As a community of warriors and cultivators, they were historically associated with the Vijaynagar Empire and the Wodeyars of Mysore, among other rulers. Kunchitigas were the rulers of Sira, Madhugiri, and Koratagere.

Kunchitigas are also found in interior parts of Andhra Pradesh Some of the Polygars in the Madurai district were Kunchitigas, locally known as Kappiliya Gounders. Wodeyars frequently battled Madurai Nayakars and had briefly won Dindigal and Theni after Chanda Sahib ended the Madurai Nayak dynasty. Some Kunchitigas are believed to have received land grants. They are also associated with the expansion of the Dindigal fort.

==Subdivisions==
It is believed that Kunchitigas originally had 101 gotras. Currently, people of the following 48 gotras are found in the Karnataka region. The archaeological department found a stone inscription in Nandana-hosuru, Chitradurga District, with information about the 48 gotras. Endogamous marriages within the same gotra are forbidden.

According to various inscriptions that were found on the copper plates and palm leaves in South Indian archives, the 48 gotras were named after their characters and physiques. Among them, Avinavaru, Baduvanavaru, Basalenavaru, Emmenavaru, Dasalenavaru, Danyadavaru, Undenavaru, Jaldhinavaru, and Janakallinavaru married girls of Shri Krishna Kula Nagakanni sect of Yadavas, and the rest of them were married to the offspring of these couples during pre-Vedic periods.

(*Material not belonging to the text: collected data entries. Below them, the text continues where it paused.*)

//! In-memory connection registry
//!
//! Single-process only. One lock guards the detail map and both indexes, which
//! gives the same all-or-nothing semantics the Redis scripts provide.

use std::collections::{HashMap, HashSet};
use std::time::Duration;

use async_trait::async_trait;
use parking_lot::Mutex;
use tokio::time::Instant;

use crate::registry::{ConnectionRecord, ConnectionRegistry};

struct Entry {
    record: ConnectionRecord,
    expires_at: Instant,
}

#[derive(Default)]
struct State {
    details: HashMap<String, Entry>,
    by_user: HashMap<String, HashSet<String>>,
    by_instance: HashMap<String, HashSet<String>>,
}

impl State {
    fn is_live(&self, connection_id: &str, now: Instant) -> bool {
        self.details
            .get(connection_id)
            .is_some_and(|e| e.expires_at > now)
    }

    /// Remove a record and both index memberships
    fn remove(&mut self, connection_id: &str) -> Option<ConnectionRecord> {
        let entry = self.details.remove(connection_id)?;
        remove_member(&mut self.by_user, &entry.record.user_id, connection_id);
        remove_member(&mut self.by_instance, &entry.record.instance_id, connection_id);
        Some(entry.record)
    }

    /// Drop expired records reachable from a user's index
    fn prune_user(&mut self, user_id: &str, now: Instant) {
        let expired: Vec<String> = match self.by_user.get(user_id) {
            Some(ids) => ids
                .iter()
                .filter(|id| !self.is_live(id, now))
                .cloned()
                .collect(),
            None => return,
        };

        for id in expired {
            if self.remove(&id).is_none() {
                remove_member(&mut self.by_user, user_id, &id);
            }
        }
    }

    fn purge_expired(&mut self, now: Instant) {
        let expired: Vec<String> = self
            .details
            .iter()
            .filter(|(_, e)| e.expires_at <= now)
            .map(|(id, _)| id.clone())
            .collect();

        for id in expired {
            self.remove(&id);
        }
    }

    fn live_members(&self, index: &HashMap<String, HashSet<String>>, key: &str, now: Instant) -> Vec<String> {
        index
            .get(key)
            .map(|ids| {
                ids.iter()
                    .filter(|id| self.is_live(id, now))
                    .cloned()
                    .collect()
            })
            .unwrap_or_default()
    }
}

fn remove_member(index: &mut HashMap<String, HashSet<String>>, key: &str, id: &str) {
    if let Some(ids) = index.get_mut(key) {
        ids.remove(id);
        if ids.is_empty() {
            index.remove(key);
        }
    }
}

/// In-memory registry with TTL-based expiry
pub struct MemoryRegistry {
    state: Mutex<State>,
    ttl: Duration,
}

impl MemoryRegistry {
    pub fn new(ttl: Duration) -> Self {
        Self {
            state: Mutex::new(State::default()),
            ttl,
        }
    }

    /// Number of live records
    pub fn len(&self) -> usize {
        let now = Instant::now();
        let state = self.state.lock();
        state.details.values().filter(|e| e.expires_at > now).count()
    }

    pub fn is_empty(&self) -> bool {
        self.len() == 0
    }

    /// Whether a connection id appears in the detail map or either index
    pub fn contains_anywhere(&self, connection_id: &str) -> bool {
        let state = self.state.lock();
        state.details.contains_key(connection_id)
            || state.by_user.values().any(|ids| ids.contains(connection_id))
            || state.by_instance.values().any(|ids| ids.contains(connection_id))
    }
}

#[async_trait]
impl ConnectionRegistry for MemoryRegistry {
    async fn create_connection(
        &self,
        record: &ConnectionRecord,
        max_per_user: usize,
    ) -> anyhow::Result<bool> {
        let now = Instant::now();
        let mut state = self.state.lock();

        if state.is_live(&record.connection_id, now) {
            anyhow::bail!("connection {} already registered", record.connection_id);
        }
        // An expired record under the same id must not leave stale index entries
        state.remove(&record.connection_id);
        state.prune_user(&record.user_id, now);

        let live = state
            .by_user
            .get(&record.user_id)
            .map(|ids| ids.len())
            .unwrap_or(0);
        if live >= max_per_user {
            return Ok(false);
        }

        state.details.insert(
            record.connection_id.clone(),
            Entry {
                record: record.clone(),
                expires_at: now + self.ttl,
            },
        );
        state
            .by_user
            .entry(record.user_id.clone())
            .or_default()
            .insert(record.connection_id.clone());
        state
            .by_instance
            .entry(record.instance_id.clone())
            .or_default()
            .insert(record.connection_id.clone());

        Ok(true)
    }

    async fn remove_connection(&self, connection_id: &str) -> anyhow::Result<bool> {
        let mut state = self.state.lock();
        Ok(state.remove(connection_id).is_some())
    }

    async fn get_connection(&self, connection_id: &str) -> anyhow::Result<Option<ConnectionRecord>> {
        let now = Instant::now();
        let state = self.state.lock();
        Ok(state
            .details
            .get(connection_id)
            .filter(|e| e.expires_at > now)
            .map(|e| e.record.clone()))
    }

    async fn list_connections_for_user(&self, user_id: &str) -> anyhow::Result<Vec<String>> {
        let now = Instant::now();
        let state = self.state.lock();
        Ok(state.live_members(&state.by_user, user_id, now))
    }

    async fn list_connections_for_instance(&self, instance_id: &str) -> anyhow::Result<Vec<String>> {
        let now = Instant::now();
        let state = self.state.lock();
        Ok(state.live_members(&state.by_instance, instance_id, now))
    }

    async fn refresh_instance(&self, instance_id: &str) -> anyhow::Result<usize> {
        let now = Instant::now();
        let mut state = self.state.lock();
        state.purge_expired(now);

        let ids: Vec<String> = state
            .by_instance
            .get(instance_id)
            .map(|ids| ids.iter().cloned().collect())
            .unwrap_or_default();

        let expires_at = now + self.ttl;
        let mut refreshed = 0;
        for id in ids {
            if let Some(entry) = state.details.get_mut(&id) {
                entry.expires_at = expires_at;
                refreshed += 1;
            }
        }

        Ok(refreshed)
    }
}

| 1. Undenavaru | Humorous ones, descendants of Unde Yattaraya |
| 2. Yelenavaru | Powerful, Anjaneya Bhaktas |
| 3. Janakallinavaru | Caretakers |
| 4. Arasanavaru | Guru, judge |
| 5. Jaldhinavaru | Jailors, descendants of Jaldhi Bapparaya |
| 6. Rageoru | Crazy ones |
| 7. Avinavaru | Traditional, descendants of Avinakamaraya |
| 8. Jannakkoru | Wardens |
| 9. Alunavaru | Philanthropists |
| 10. Danyathavaru | Elegant people |
| 11. Eradukkariouru | Absent minded ones |
| 12. Kankalanavaru | Zealous ones |
| 13. Alenavaru | Sober ones/Teetotallers |
| 14. Surenavaru | clan guru/Advisor |
| 15. Basalenavaru | Traders |
| 16. Emmenavaru | Diplomats |
| 17. Ethirukaraioru | Moral, straightforward |
| 18. Huliyaru | Humane ones |
| 19. Settenavaru | Decision makers |
| 20. Goniyoru | Rigid people |
| 21. Alpenavaru | Aloof ones |
| 22. Bellenavaru | Aggressive ones |
| 23. Andenavaru | Good anchors, Traders and Wise ones |
| 24. Jeerikkoru | Jealous ones |
| 25. Kattaratavaru | Ardent ones |
| 26. Onamanavaru | Powerful people |
| 27. Kakkiyavaru | Enthusiastic ones |
| 28. Manasanvaru | Recited Hymns |
| 29. Kambalioru | Juvenile natured |
| 30. Ellaioru | Elite people |
| 31. Mayoru | Confused ones |
| 32. Athenavaru | Commanders |
| 33. Karikkenavaru | Youthful ones |
| 34. Sarangathoru | Wise people |
| 35. Ravuththnaoru | Chatterboxes |
| 36. Uthathoru | Toolmakers |
| 37. Gudiyoru | Guard, Guest |
| 38. Jeriyoru | Entertainers |
| 39. Uthathoru | Toolmakers |
| 40. Badavanavaru | Singers |
| 41. Dasalenavaru | Tailors |
| 42. Ullenavaru | Autocrats |
| 43. Thabakkioru | Weavers |
| 44. Saradenavaru | Intelligent ones |
| 45. Thomkuthioru | Meticulous ones |
| 46. Kokkenavaru | Knowledgeable ones |
| 47. Kuloru | Traditional people |
| 48. Koopaenavaru | Ones with decorated eyes |
| 49. Olakkaloru | Celebrities |
| 50. Aranmaneyaru or Dasarivaru | Zamindars |

The following gotras are found outside Karnataka.

- Kallakanteyavaru
- Jakkeladavaru
- Thandadavaru
- Koddagerenavaru
- Saakuvalleru
- Kodehalliyavaru
- Kottagereyavaru
- Huttenavaru
- Kalledavaru
- Nimbenavaru
- Devanavaru
- Hallakattanavaru
- Uravinevaru (Uravinoru)
The Kunchitigas of Malenadu were cattle traders that were known as maroru.